Neurite óptica com mielite aguda | Revista Médica Ed. 3 - 2014

Após revisar os detalhes clínicos e analisar as imagens, do que suspeitar?

Após revisar os detalhes clínicos e analisar as imagens, do que suspeitar?

Paciente do sexo feminino, 42 anos, com déficit de força nos quatro membros, instalado uma semana antes, relatava ainda antecedente de perda da acuidade visual bilateral, iniciada havia cinco semanas em episódio agudo, que a levou à limitação persistente da visão. O exame de RM da coluna cervical demonstrou lesão medular cervical extensa e expansiva (superior à extensão longitudinal de três corpos vertebrais), hipointensa em T1 e com impregnação intensa heterogênea, estendendo-se para a transição bulbocervical (A e B). O estudo do parênquima encefálico (C) mostrou acometimento do quiasma óptico, sem outras alterações focais do sinal da substância branca dos hemisférios cerebrais.

ARQUIVO FLEURY


Qual o diagnóstico provável?


A - Esclerose múltipla

B - Neuromielite óptica de Devic

C - Encefalomielite disseminada aguda

D - Lúpus eritematoso sistêmico

 

Resposta do caso de neurite óptica e lesão medular

Os achados de imagem, embora inespecíficos, no contexto clínico e laboratorial apropriados, sugerem a possibilidade de neuromielite óptica (NMO) de Devic(veja critérios abaixo). Hoje reconhecida como uma canalopatia autoimune, essa síndrome desmielinizante inflamatória manifesta-se por grave neurite óptica uni ou bilateral e por mielite transversa completa, que ocorrem de modo simultâneo ou sequencial, de semanas a anos, mas, em geral, sem comprometer outras regiões do SNC. As características clínicas, laboratoriais e de imagem da doença diferem-na da esclerose múltipla (EM).
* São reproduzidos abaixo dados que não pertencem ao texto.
//! Repository module
//!
//! One repository per entity over a shared [`BaseRepository`]. All IDs use
//! the "table:id" string convention via `surrealdb::RecordId`.

pub mod attendance;
pub mod customer;
pub mod department;
pub mod employee;
pub mod finance;
pub mod invoice;
pub mod lead;
pub mod leave_request;
pub mod opportunity;
pub mod payroll;
pub mod product;
pub mod quotation;
pub mod sales_order;
pub mod sequence;
pub mod user;

pub use attendance::AttendanceRepository;
pub use customer::CustomerRepository;
pub use department::DepartmentRepository;
pub use employee::EmployeeRepository;
pub use finance::FinanceRepository;
pub use invoice::InvoiceRepository;
pub use lead::LeadRepository;
pub use leave_request::LeaveRequestRepository;
pub use opportunity::OpportunityRepository;
pub use payroll::PayrollRepository;
pub use product::ProductRepository;
pub use quotation::QuotationRepository;
pub use sales_order::SalesOrderRepository;
pub use sequence::SequenceRepository;
pub use user::UserRepository;

use serde::Deserialize;
use surrealdb::Surreal;
use surrealdb::engine::local::Db;
use thiserror::Error;

/// Repository error types
#[derive(Debug, Error)]
pub enum RepoError {
    #[error("Not found: {0}")]
    NotFound(String),

    #[error("Duplicate: {0}")]
    Duplicate(String),

    #[error("Database error: {0}")]
    Database(String),

    #[error("Validation error: {0}")]
    Validation(String),
}

impl From<surrealdb::Error> for RepoError {
    fn from(err: surrealdb::Error) -> Self {
        let msg = err.to_string();
        // Unique index violations surface as "already contains" in the
        // engine error text
        if msg.contains("already contains") {
            RepoError::Duplicate(msg)
        } else {
            RepoError::Database(msg)
        }
    }
}

/// Result type for repository operations
pub type RepoResult<T> = Result<T, RepoError>;

/// Strip a "table:" prefix so handlers may pass either form
pub(crate) fn record_key<'a>(table: &str, id: &'a str) -> &'a str {
    id.strip_prefix(table)
        .and_then(|rest| rest.strip_prefix(':'))
        .unwrap_or(id)
}

/// Row shape of `SELECT count() AS total ... GROUP ALL`
#[derive(Debug, Deserialize)]
pub(crate) struct CountRow {
    pub total: u64,
}

/// Base repository with database reference
#[derive(Clone)]
pub struct BaseRepository {
    db: Surreal<Db>,
}

impl BaseRepository {
    pub fn new(db: Surreal<Db>) -> Self {
        Self { db }
    }

    pub fn db(&self) -> &Surreal<Db> {
        &self.db
    }
}

#[cfg(test)]
mod tests {
    use super::*;

    #[test]
    fn record_key_strips_matching_table_only() {
        assert_eq!(record_key("invoice", "invoice:abc"), "abc");
        assert_eq!(record_key("invoice", "abc"), "abc");
        assert_eq!(record_key("invoice", "customer:abc"), "customer:abc");
    }
}
//! Sales opportunity model

use chrono::{DateTime, Utc};
use serde::{Deserialize, Serialize};
use surrealdb::RecordId;
use validator::Validate;

use super::serde_helpers;

#[derive(Debug, Clone, Copy, PartialEq, Eq, Serialize, Deserialize)]
#[serde(rename_all = "kebab-case")]
pub enum OpportunityStage {
    Prospecting,
    Qualification,
    Proposal,
    Negotiation,
    ClosedWon,
    ClosedLost,
}

/// Product position on an opportunity, copied onto the order at conversion
#[derive(Debug, Clone, Serialize, Deserialize, Validate)]
pub struct OpportunityItem {
    #[serde(
        default,
        skip_serializing_if = "Option::is_none",
        with = "serde_helpers::option_record_id"
    )]
    pub product: Option<RecordId>,
    #[validate(length(min = 1, max = 500))]
    pub name: String,
    #[validate(range(min = 1))]
    pub quantity: u32,
    #[validate(range(min = 0.0, max = 1_000_000.0))]
    pub unit_price: f64,
}

/// Logged touchpoint on an opportunity (call, meeting, note)
#[derive(Debug, Clone, Serialize, Deserialize, Validate)]
pub struct Activity {
    #[validate(length(min = 1, max = 50))]
    pub activity_type: String,
    #[validate(length(min = 1, max = 2000))]
    pub description: String,
    #[serde(
        default,
        skip_serializing_if = "Option::is_none",
        with = "serde_helpers::option_record_id"
    )]
    pub created_by: Option<RecordId>,
    pub created_at: DateTime<Utc>,
}

/// POST /api/sales/opportunities/{id}/activities
#[derive(Debug, Deserialize, Validate)]
pub struct ActivityCreate {
    #[validate(length(min = 1, max = 50))]
    pub activity_type: String,
    #[validate(length(min = 1, max = 2000))]
    pub description: String,
}

/// Sales opportunity
///
/// Probability and stage are coupled: probability 100 forces `closed-won`,
/// probability 0 forces `closed-lost` for any stage past prospecting.
#[derive(Debug, Clone, Serialize, Deserialize)]
pub struct Opportunity {
    #[serde(
        default,
        skip_serializing_if = "Option::is_none",
        with = "serde_helpers::option_record_id"
    )]
    pub id: Option<RecordId>,
    pub name: String,
    #[serde(
        default,
        skip_serializing_if = "Option::is_none",
        with = "serde_helpers::option_record_id"
    )]
    pub customer: Option<RecordId>,
    pub stage: OpportunityStage,
    pub amount: f64,
    pub probability: f64,
    #[serde(default)]
    pub expected_close_date: Option<DateTime<Utc>>,
    #[serde(default)]
    pub closed_date: Option<DateTime<Utc>>,
    #[serde(
        default,
        skip_serializing_if = "Option::is_none",
        with = "serde_helpers::option_record_id"
    )]
    pub converted_to_order_id: Option<RecordId>,
    #[serde(default)]
    pub items: Vec<OpportunityItem>,
    #[serde(default)]
    pub activities: Vec<Activity>,
    #[serde(default)]
    pub notes: Option<String>,
    #[serde(
        default,
        skip_serializing_if = "Option::is_none",
        with = "serde_helpers::option_record_id"
    )]
    pub assigned_to: Option<RecordId>,
    #[serde(
        default,
        skip_serializing_if = "Option::is_none",
        with = "serde_helpers::option_record_id"
    )]
    pub created_by: Option<RecordId>,
    pub created_at: DateTime<Utc>,
    pub updated_at: DateTime<Utc>,
}

impl Opportunity {
    /// Enforce the probability/stage coupling in place
    pub fn apply_probability_rules(stage: OpportunityStage, probability: f64) -> OpportunityStage {
        if probability >= 100.0 {
            OpportunityStage::ClosedWon
        } else if probability <= 0.0 && stage != OpportunityStage::Prospecting {
            OpportunityStage::ClosedLost
        } else {
            stage
        }
    }
}

/// POST /api/sales/opportunities
#[derive(Debug, Deserialize, Validate)]
pub struct OpportunityCreate {
    #[validate(length(min = 1, max = 200))]
    pub name: String,
    pub customer: Option<String>,
    #[serde(default = "default_stage")]
    pub stage: OpportunityStage,
    #[validate(range(min = 0.0))]
    pub amount: f64,
    #[serde(default = "default_probability")]
    #[validate(range(min = 0.0, max = 100.0))]
    pub probability: f64,
    pub expected_close_date: Option<DateTime<Utc>>,
    #[serde(default)]
    #[validate(nested)]
    pub items: Vec<OpportunityItem>,
    pub notes: Option<String>,
    pub assigned_to: Option<String>,
}

fn default_stage() -> OpportunityStage {
    OpportunityStage::Prospecting
}

fn default_probability() -> f64 {
    10.0
}

/// PUT /api/sales/opportunities/{id}
#[derive(Debug, Serialize, Deserialize, Validate)]
pub struct OpportunityUpdate {
    #[serde(skip_serializing_if = "Option::is_none")]
    #[validate(length(min = 1, max = 200))]
    pub name: Option<String>,
    #[serde(skip_serializing_if = "Option::is_none")]
    pub stage: Option<OpportunityStage>,
    #[serde(skip_serializing_if = "Option::is_none")]
    #[validate(range(min = 0.0))]
    pub amount: Option<f64>,
    #[serde(skip_serializing_if = "Option::is_none")]
    #[validate(range(min = 0.0, max = 100.0))]
    pub probability: Option<f64>,
    #[serde(skip_serializing_if = "Option::is_none")]
    pub expected_close_date: Option<DateTime<Utc>>,
    #[serde(skip_serializing_if = "Option::is_none")]
    #[validate(nested)]
    pub items: Option<Vec<OpportunityItem>>,
    #[serde(skip_serializing_if = "Option::is_none")]
    pub notes: Option<String>,
    #[serde(skip_deserializing, skip_serializing_if = "Option::is_none")]
    pub updated_at: Option<DateTime<Utc>>,
}

#[cfg(test)]
mod tests {
    use super::*;

    #[test]
    fn probability_100_forces_closed_won() {
        let stage =
            Opportunity::apply_probability_rules(OpportunityStage::Negotiation, 100.0);
        assert_eq!(stage, OpportunityStage::ClosedWon);
    }

    #[test]
    fn probability_0_forces_closed_lost_after_prospecting() {
        let stage = Opportunity::apply_probability_rules(OpportunityStage::Proposal, 0.0);
        assert_eq!(stage, OpportunityStage::ClosedLost);

        // Prospecting with 0 probability stays prospecting
        let stage = Opportunity::apply_probability_rules(OpportunityStage::Prospecting, 0.0);
        assert_eq!(stage, OpportunityStage::Prospecting);
    }

    #[test]
    fn mid_probability_keeps_stage() {
        let stage = Opportunity::apply_probability_rules(OpportunityStage::Qualification, 40.0);
        assert_eq!(stage, OpportunityStage::Qualification);
    }

    #[test]
    fn stage_serializes_kebab_case() {
        let json = serde_json::to_string(&OpportunityStage::ClosedWon).unwrap();
        assert_eq!(json, "\"closed-won\"");
    }
}
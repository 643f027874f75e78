//! Product catalog API module

mod handler;

use axum::{
    Router, middleware,
    routing::{delete, get, post, put},
};

use crate::auth::middleware::authorize;
use crate::auth::roles::allow;
use crate::core::ServerState;

pub fn router() -> Router<ServerState> {
    Router::new().nest("/api/products", product_routes())
}

fn product_routes() -> Router<ServerState> {
    let read = Router::new()
        .route("/", get(handler::list))
        .route("/{id}", get(handler::get_by_id))
        .route_layer(middleware::from_fn(authorize(allow::STAFF)));

    let write = Router::new()
        .route("/", post(handler::create))
        .route("/{id}", put(handler::update))
        .route_layer(middleware::from_fn(authorize(allow::PRODUCT_WRITE)));

    let remove = Router::new()
        .route("/{id}", delete(handler::delete))
        .route_layer(middleware::from_fn(authorize(allow::ADMIN_ONLY)));

    read.merge(write).merge(remove)
}
//! Money calculation utilities using rust_decimal for precision
//!
//! All arithmetic is done in `Decimal` and converted to `f64` only at the
//! storage/serialization boundary, rounded to 2 decimal places half-up.

use rust_decimal::prelude::*;

pub mod reconcile;
pub mod totals;

pub use reconcile::{Reconciliation, reconcile};
pub use totals::{DocumentTotals, recalculate_totals};

/// Monetary values round to 2 decimal places
pub const DECIMAL_PLACES: u32 = 2;

/// Convert f64 to Decimal for calculation
///
/// Inputs are range-checked by request validation. If NaN/Infinity somehow
/// reaches here, logs an error and returns ZERO rather than corrupting a
/// financial figure.
#[inline]
pub fn to_decimal(value: f64) -> Decimal {
    Decimal::from_f64(value).unwrap_or_else(|| {
        tracing::error!(value = ?value, "Non-finite f64 in monetary calculation, defaulting to zero");
        Decimal::ZERO
    })
}

/// Convert Decimal back to f64 for storage, rounded to 2 decimal places
#[inline]
pub fn to_f64(value: Decimal) -> f64 {
    value
        .round_dp_with_strategy(DECIMAL_PLACES, RoundingStrategy::MidpointAwayFromZero)
        .to_f64()
        // SAFETY: a Decimal rounded to 2dp is always within f64 range
        .expect("Decimal rounded to 2dp is always representable as f64")
}

#[cfg(test)]
mod tests;
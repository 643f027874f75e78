//! Payroll model

use chrono::{DateTime, Utc};
use serde::{Deserialize, Serialize};
use surrealdb::RecordId;
use validator::Validate;

use super::serde_helpers;

#[derive(Debug, Clone, Copy, PartialEq, Eq, Serialize, Deserialize)]
#[serde(rename_all = "snake_case")]
pub enum PayrollStatus {
    Draft,
    Processed,
    Paid,
}

/// Payroll entry, one per employee per (month, year)
///
/// `overtime_amount` and `net_salary` are derived; net salary never goes
/// below zero.
#[derive(Debug, Clone, Serialize, Deserialize)]
pub struct Payroll {
    #[serde(
        default,
        skip_serializing_if = "Option::is_none",
        with = "serde_helpers::option_record_id"
    )]
    pub id: Option<RecordId>,
    #[serde(with = "serde_helpers::record_id")]
    pub employee: RecordId,
    pub month: u32,
    pub year: i32,
    pub basic_salary: f64,
    pub allowances: f64,
    pub deductions: f64,
    pub overtime_hours: f64,
    pub overtime_rate: f64,
    pub overtime_amount: f64,
    pub net_salary: f64,
    pub status: PayrollStatus,
    #[serde(default)]
    pub payment_date: Option<DateTime<Utc>>,
    pub created_at: DateTime<Utc>,
    pub updated_at: DateTime<Utc>,
}

/// POST /api/hr/payroll
#[derive(Debug, Deserialize, Validate)]
pub struct PayrollCreate {
    #[validate(length(min = 1))]
    pub employee: String,
    #[validate(range(min = 1, max = 12))]
    pub month: u32,
    #[validate(range(min = 2000, max = 2100))]
    pub year: i32,
    #[validate(range(min = 0.0))]
    pub basic_salary: f64,
    #[serde(default)]
    #[validate(range(min = 0.0))]
    pub allowances: f64,
    #[serde(default)]
    #[validate(range(min = 0.0))]
    pub deductions: f64,
    #[serde(default)]
    #[validate(range(min = 0.0))]
    pub overtime_hours: f64,
    #[serde(default)]
    #[validate(range(min = 0.0))]
    pub overtime_rate: f64,
}

/// PUT /api/hr/payroll/{id}
#[derive(Debug, Serialize, Deserialize, Validate)]
pub struct PayrollUpdate {
    #[serde(skip_serializing_if = "Option::is_none")]
    pub status: Option<PayrollStatus>,
    #[serde(skip_serializing_if = "Option::is_none")]
    pub payment_date: Option<DateTime<Utc>>,
    #[serde(skip_deserializing, skip_serializing_if = "Option::is_none")]
    pub updated_at: Option<DateTime<Utc>>,
}
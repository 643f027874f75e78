//! Shared infrastructure: errors, pagination, logging

pub mod error;
pub mod logger;
pub mod pagination;

pub use error::{AppError, AppResult, ErrorBody};
pub use pagination::{Page, PageParams};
Nos estudos de RM, a NMO apresenta-se como uma mielite tumefativa cervical ou torácica às imagens sagitais, tipicamente com extensão longitudinal superior à altura de três segmentos vertebrais, e com grande parte da secção transversa às imagens axiais ponderadas em T2, por vezes com intensa impregnação pelo gadolínio, que pode perdurar por vários meses. A avaliação encefálica pode demonstrar impregnação uni ou bilateral dos nervos ópticos durante a fase aguda do comprometimento inflamatório desmielinizante. Ao contrário da EM, as lesões da substância branca estão ausentes ou em número reduzido nos estágios iniciais. Por outro lado, é comum o encontro de lesões na substância branca subependimária, na distribuição característica do antígeno específico, incluindo o hipotálamo e a região periaquedutal.

Além das imagens, a análise do LCR contribui para distinguir a NMO da EM. Na doença de Devic, a pleocitose do LCR (>50 leucócitos/mm3) está presente com frequência, enquanto a positividade das bandas oligoclonais é menos frequente (20-40%) do que na EM (80-90%). Por fim, a detecção sérica do anticorpo antiaquaporina4, um marcador sorológico específico da NMO, também ajuda a fazer o diagnóstico diferencial em relação a outras afecções desmielinizantes idiopáticas, o que é fundamental para estabelecer o prognóstico e o tratamento. Esse autoanticorpo tem sensibilidade de 73% e especificidade de 97% para a neuromielite e ainda pode predizer a recidiva e a conversão para a doença em pacientes que apresentaram um único surto de mielite longitudinalmente extensa.